Author(s): Peter Hopewood · Mary J. Milroy
Maintaining quality and improving cancer care does not occur in a vacuum. It requires a coordinated effort among many team members to whom this book is directed. Cancer care in the United States is in crisis as per a recent National Institute of Health publication. Much of this has to do with the complexity of the cancer care, its delivery systems, the aging population and the diminishing workforce. We need to be smarter and more efficient to de-escalate this crisis and improve the survival and survivorship of our cancer patients. Improved survivorship of families and caregivers will be included as well.
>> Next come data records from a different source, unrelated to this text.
//! Teleporting mage boss
//!
//! Three independent timers drive the mage: reposition (walk to a point away
//! from the player), teleport (fade out, relocate, fade in, frozen meanwhile)
//! and attack (place warning circles that detonate after a fuse). Dropping to
//! 30% health puts it into fury once: shorter attack interval and multi-circle
//! volleys whose extra circles are placed through the delayed-action queue.
//!
//! On death every pending circle is despawned and queued placements are
//! cancelled (see `combat_core::resolve_deaths`).

use bevy::prelude::*;

use crate::combat::events::{DamageDealt, DamageSource, DamageTarget, PresentationCue};
use crate::combat::log::{RunLog, RunLogEventType};
use crate::states::play_run::components::{Arena, CombatEntity, Enemy, GameRng, Player, WaveEntity};
use crate::states::play_run::constants::*;
use crate::states::play_run::scheduler::{DelayedAction, DelayedActions, TimerFired};

/// Teleport cycle.
#[derive(Debug, Clone, Copy, PartialEq)]
pub enum TeleportState {
    Ready,
    FadingOut { relocate_at: f32 },
    FadingIn { done_at: f32 },
}

/// Mage behaviour state.
#[derive(Component, Debug, Clone)]
pub struct MageBoss {
    pub fury: bool,
    pub attack_interval: f32,
    pub next_attack_at: f32,
    pub next_reposition_at: f32,
    pub move_target: Option<Vec2>,
    pub next_teleport_at: f32,
    pub teleport: TeleportState,
}

impl MageBoss {
    pub fn new(now: f32) -> Self {
        Self {
            fury: false,
            attack_interval: MAGE_ATTACK_INTERVAL,
            next_attack_at: now + MAGE_ATTACK_INTERVAL,
            next_reposition_at: now,
            move_target: None,
            next_teleport_at: now + MAGE_TELEPORT_INTERVAL,
            teleport: TeleportState::Ready,
        }
    }

    /// Enter fury if health has dropped to the threshold. Returns true only on
    /// the call that made the transition.
    pub fn check_fury(&mut self, combat: &CombatEntity) -> bool {
        if self.fury || combat.health > combat.max_health * MAGE_FURY_THRESHOLD {
            return false;
        }
        self.fury = true;
        self.attack_interval = MAGE_FURY_ATTACK_INTERVAL;
        true
    }

    /// Movement and attacks are suspended during either fade.
    pub fn is_frozen(&self) -> bool {
        !matches!(self.teleport, TeleportState::Ready)
    }
}

/// A pending blast. Damages the player only if inside `radius` at detonation.
#[derive(Component, Debug, Clone)]
pub struct WarningCircle {
    pub owner: Entity,
    pub radius: f32,
    pub detonate_at: f32,
    pub damage: f32,
}

/// Random point in the movement area at least the minimum distance from the
/// player. Falls back to the corner farthest from the player.
pub fn pick_reposition_target(arena: &Arena, player: Vec2, rng: &mut GameRng) -> Vec2 {
    let area = arena.inset(MAGE_MOVE_INSET);
    for _ in 0..PLACEMENT_ATTEMPTS {
        let candidate = area.random_point(rng);
        if candidate.distance(player) >= MAGE_REPOSITION_MIN_PLAYER_DISTANCE {
            return candidate;
        }
    }
    [
        area.min,
        area.max,
        Vec2::new(area.min.x, area.max.y),
        Vec2::new(area.max.x, area.min.y),
    ]
    .into_iter()
    .max_by(|a, b| a.distance(player).total_cmp(&b.distance(player)))
    .unwrap_or(area.min)
}

/// Where the next warning circle goes: usually near the player, sometimes anywhere.
pub fn pick_blast_position(arena: &Arena, player: Vec2, rng: &mut GameRng) -> Vec2 {
    let area = arena.inset(BLAST_PLACEMENT_INSET);
    let position = if rng.chance(BLAST_NEAR_PLAYER_CHANCE) {
        player
            + Vec2::new(
                rng.random_range(-BLAST_NEAR_PLAYER_OFFSET, BLAST_NEAR_PLAYER_OFFSET),
                rng.random_range(-BLAST_NEAR_PLAYER_OFFSET, BLAST_NEAR_PLAYER_OFFSET),
            )
    } else {
        area.random_point(rng)
    };
    area.clamp_point(position)
}

fn spawn_warning_circle(
    commands: &mut Commands,
    cues: &mut EventWriter<PresentationCue>,
    owner: Entity,
    damage: f32,
    position: Vec2,
    now: f32,
) {
    commands.spawn((
        WaveEntity,
        Transform::from_xyz(position.x, position.y, 0.5),
        WarningCircle {
            owner,
            radius: BLAST_RADIUS,
            detonate_at: now + BLAST_FUSE_SECS,
            damage,
        },
    ));
    cues.send(PresentationCue::WarningPlaced {
        position,
        radius: BLAST_RADIUS,
    });
}

/// Fury check, teleport cycle, reposition walk and attack timer for each live mage.
pub fn mage_boss_behavior(
    mut commands: Commands,
    time: Res<Time>,
    arena: Res<Arena>,
    mut rng: ResMut<GameRng>,
    mut scheduler: ResMut<DelayedActions>,
    mut run_log: ResMut<RunLog>,
    mut cues: EventWriter<PresentationCue>,
    player: Query<&Transform, (With<Player>, Without<Enemy>)>,
    mut mages: Query<(Entity, &mut Transform, &mut MageBoss, &CombatEntity, &Enemy), Without<Player>>,
) {
    let Ok(player_transform) = player.get_single() else {
        return;
    };
    let player_pos = player_transform.translation.truncate();
    let now = time.elapsed_secs();
    let dt = time.delta_secs();

    for (entity, mut transform, mut mage, combat, enemy) in mages.iter_mut() {
        if !combat.is_alive() {
            continue;
        }

        if mage.check_fury(combat) {
            info!("Mage boss enters fury at {:.0} health", combat.health);
            run_log.log(
                RunLogEventType::BossEvent,
                format!("Mage boss enters fury at {:.0} health", combat.health),
            );
        }

        match mage.teleport {
            TeleportState::Ready if now >= mage.next_teleport_at => {
                mage.teleport = TeleportState::FadingOut {
                    relocate_at: now + MAGE_FADE_SECS,
                };
                cues.send(PresentationCue::FadeOut { entity });
                continue;
            }
            TeleportState::Ready => {}
            TeleportState::FadingOut { relocate_at } => {
                if now >= relocate_at {
                    let destination = arena.inset(MAGE_MOVE_INSET).random_point(&mut rng);
                    transform.translation.x = destination.x;
                    transform.translation.y = destination.y;
                    mage.move_target = None;
                    run_log.log(
                        RunLogEventType::BossEvent,
                        format!("Mage boss teleports to ({:.0}, {:.0})", destination.x, destination.y),
                    );
                    mage.teleport = TeleportState::FadingIn {
                        done_at: now + MAGE_FADE_SECS,
                    };
                    cues.send(PresentationCue::FadeIn { entity });
                }
                continue;
            }
            TeleportState::FadingIn { done_at } => {
                if now >= done_at {
                    mage.teleport = TeleportState::Ready;
                    mage.next_teleport_at = now + MAGE_TELEPORT_INTERVAL;
                } else {
                    continue;
                }
            }
        }

        if now >= mage.next_reposition_at {
            mage.move_target = Some(pick_reposition_target(&arena, player_pos, &mut rng));
            mage.next_reposition_at = now + MAGE_REPOSITION_INTERVAL;
        }

        if let Some(target) = mage.move_target {
            let position = transform.translation.truncate();
            let to_target = target - position;
            if to_target.length() <= MAGE_ARRIVAL_TOLERANCE {
                mage.move_target = None;
            } else {
                let step = (enemy.speed * dt).min(to_target.length());
                let next = position + to_target.normalize() * step;
                transform.translation.x = next.x;
                transform.translation.y = next.y;
            }
        }

        if now >= mage.next_attack_at {
            mage.next_attack_at = now + mage.attack_interval;
            let position = pick_blast_position(&arena, player_pos, &mut rng);
            spawn_warning_circle(&mut commands, &mut cues, entity, combat.damage, position, now);

            if mage.fury {
                let count = rng.random_u32_inclusive(MAGE_FURY_CIRCLES_MIN, MAGE_FURY_CIRCLES_MAX);
                for i in 1..count {
                    scheduler.schedule(
                        now,
                        MAGE_FURY_CIRCLE_STAGGER * i as f32,
                        DelayedAction::PlaceWarningCircle { owner: entity },
                    );
                }
            }
        }
    }
}

/// Place the staggered circles of a fury volley. Stale owners are ignored.
pub fn place_scheduled_circles(
    mut commands: Commands,
    time: Res<Time>,
    arena: Res<Arena>,
    mut rng: ResMut<GameRng>,
    mut fired: EventReader<TimerFired>,
    mut cues: EventWriter<PresentationCue>,
    player: Query<&Transform, (With<Player>, Without<Enemy>)>,
    mages: Query<(&CombatEntity, &MageBoss)>,
) {
    let Ok(player_transform) = player.get_single() else {
        return;
    };
    let player_pos = player_transform.translation.truncate();
    let now = time.elapsed_secs();

    for TimerFired(action) in fired.read() {
        let DelayedAction::PlaceWarningCircle { owner } = *action else {
            continue;
        };
        let Ok((combat, mage)) = mages.get(owner) else {
            continue;
        };
        if !combat.is_alive() || mage.is_frozen() {
            continue;
        }
        let position = pick_blast_position(&arena, player_pos, &mut rng);
        spawn_warning_circle(&mut commands, &mut cues, owner, combat.damage, position, now);
    }
}

/// Detonate circles whose fuse has run out.
pub fn detonate_warning_circles(
    mut commands: Commands,
    time: Res<Time>,
    circles: Query<(Entity, &Transform, &WarningCircle)>,
    mut player: Query<(Entity, &Transform, &mut CombatEntity), With<Player>>,
    mut damage_events: EventWriter<DamageDealt>,
    mut cues: EventWriter<PresentationCue>,
) {
    let Ok((player_entity, player_transform, mut player_combat)) = player.get_single_mut() else {
        return;
    };
    let player_pos = player_transform.translation.truncate();
    let now = time.elapsed_secs();

    for (entity, transform, circle) in circles.iter() {
        if now < circle.detonate_at {
            continue;
        }
        let position = transform.translation.truncate();
        let hit = position.distance(player_pos) <= circle.radius;
        if hit {
            let outcome = player_combat.take_damage(circle.damage, now);
            if outcome.landed() {
                damage_events.send(DamageDealt {
                    source: DamageSource::Blast,
                    target: DamageTarget::Player,
                    amount: circle.damage,
                    outcome,
                });
                cues.send(PresentationCue::Hit {
                    entity: player_entity,
                    amount: circle.damage,
                    health_fraction: player_combat.health_fraction(),
                });
            }
        }
        cues.send(PresentationCue::WarningDetonated { position, hit });
        commands.entity(entity).despawn();
    }
}

#[cfg(test)]
mod tests {
    use super::*;

    #[test]
    fn test_fury_triggers_once_at_threshold() {
        let mut mage = MageBoss::new(0.0);
        let mut combat = CombatEntity::new(12500.0, 350.0, 0.3);

        combat.health = 3751.0;
        assert!(!mage.check_fury(&combat));

        combat.health = 3750.0;
        assert!(mage.check_fury(&combat));
        assert_eq!(mage.attack_interval, MAGE_FURY_ATTACK_INTERVAL);

        combat.health = 100.0;
        assert!(!mage.check_fury(&combat));
        assert_eq!(mage.attack_interval, MAGE_FURY_ATTACK_INTERVAL, "interval never re-halves");
    }

    #[test]
    fn test_reposition_keeps_distance_from_player() {
        let arena = Arena::default();
        let mut rng = GameRng::from_seed(31);
        let player = arena.center();
        for _ in 0..50 {
            let target = pick_reposition_target(&arena, player, &mut rng);
            assert!(target.distance(player) >= MAGE_REPOSITION_MIN_PLAYER_DISTANCE);
            assert!(arena.inset(MAGE_MOVE_INSET).contains(target));
        }
    }

    #[test]
    fn test_blast_positions_are_clamped() {
        let arena = Arena::default();
        let mut rng = GameRng::from_seed(2);
        let area = arena.inset(BLAST_PLACEMENT_INSET);
        for _ in 0..100 {
            let pos = pick_blast_position(&arena, Vec2::new(0.0, 0.0), &mut rng);
            assert!(area.contains(pos), "{:?} outside placement area", pos);
        }
    }

    #[test]
    fn test_frozen_only_while_fading() {
        let mut mage = MageBoss::new(0.0);
        assert!(!mage.is_frozen());
        mage.teleport = TeleportState::FadingOut { relocate_at: 1.0 };
        assert!(mage.is_frozen());
        mage.teleport = TeleportState::FadingIn { done_at: 1.0 };
        assert!(mage.is_frozen());
    }
}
The book will follow the continuum of cancer care model as its outline vide infra. It will provide many concrete instances of successful practices and programs which improve survivorship. Initially it will discuss the current crisis on a global and then national platform. There will be a discussion about disability adjusted life years lost, lost productivity, loss of life and its impact upon the nation and communities. The financial impact of cancer on society and government will be included in this. Population health management as regards cancer will then look at communities served, community health needs assessments and social determinants of health. How prevention and screening programs can be formulated from the above will be illustrated.
Compliance with treatments as promulgated by the Commission on Cancer’s Cancer Program Practice Performance Reports (CP3R) will be reviewed. The relationship between compliance and improved survival will be highlighted. Navigation and distress management to assure patients complete planned treatments will be included in this section.
Quality of survivorship will review the four domains of life- spiritual, social, psychological and physical. How these can be maximized through system improvement and program development will be illustrated. Financial issues and legal protections will also be included in this section. Survivorship care planning i.e. surveillance for recurrent cancer, prevention of related and new cancers will be an integral part of this section.
Palliative, end of life care and bereavement care will complete the continuum cycle. Identifying hospitalized patients in need of palliative needs will be refreshed. How to establish an in-patient palliative care team and creating a seamless transition from in-patient to out-patient palliative care will be presented.
Intended Audience Administrative and clinical staff involved in the delivery of cancer care including: hospital executives, physicians, nurses, radiation therapists, psychology counselors, social workers, physical therapists, occupation therapists, nutritionists, government, healthcare insurance representatives, etc.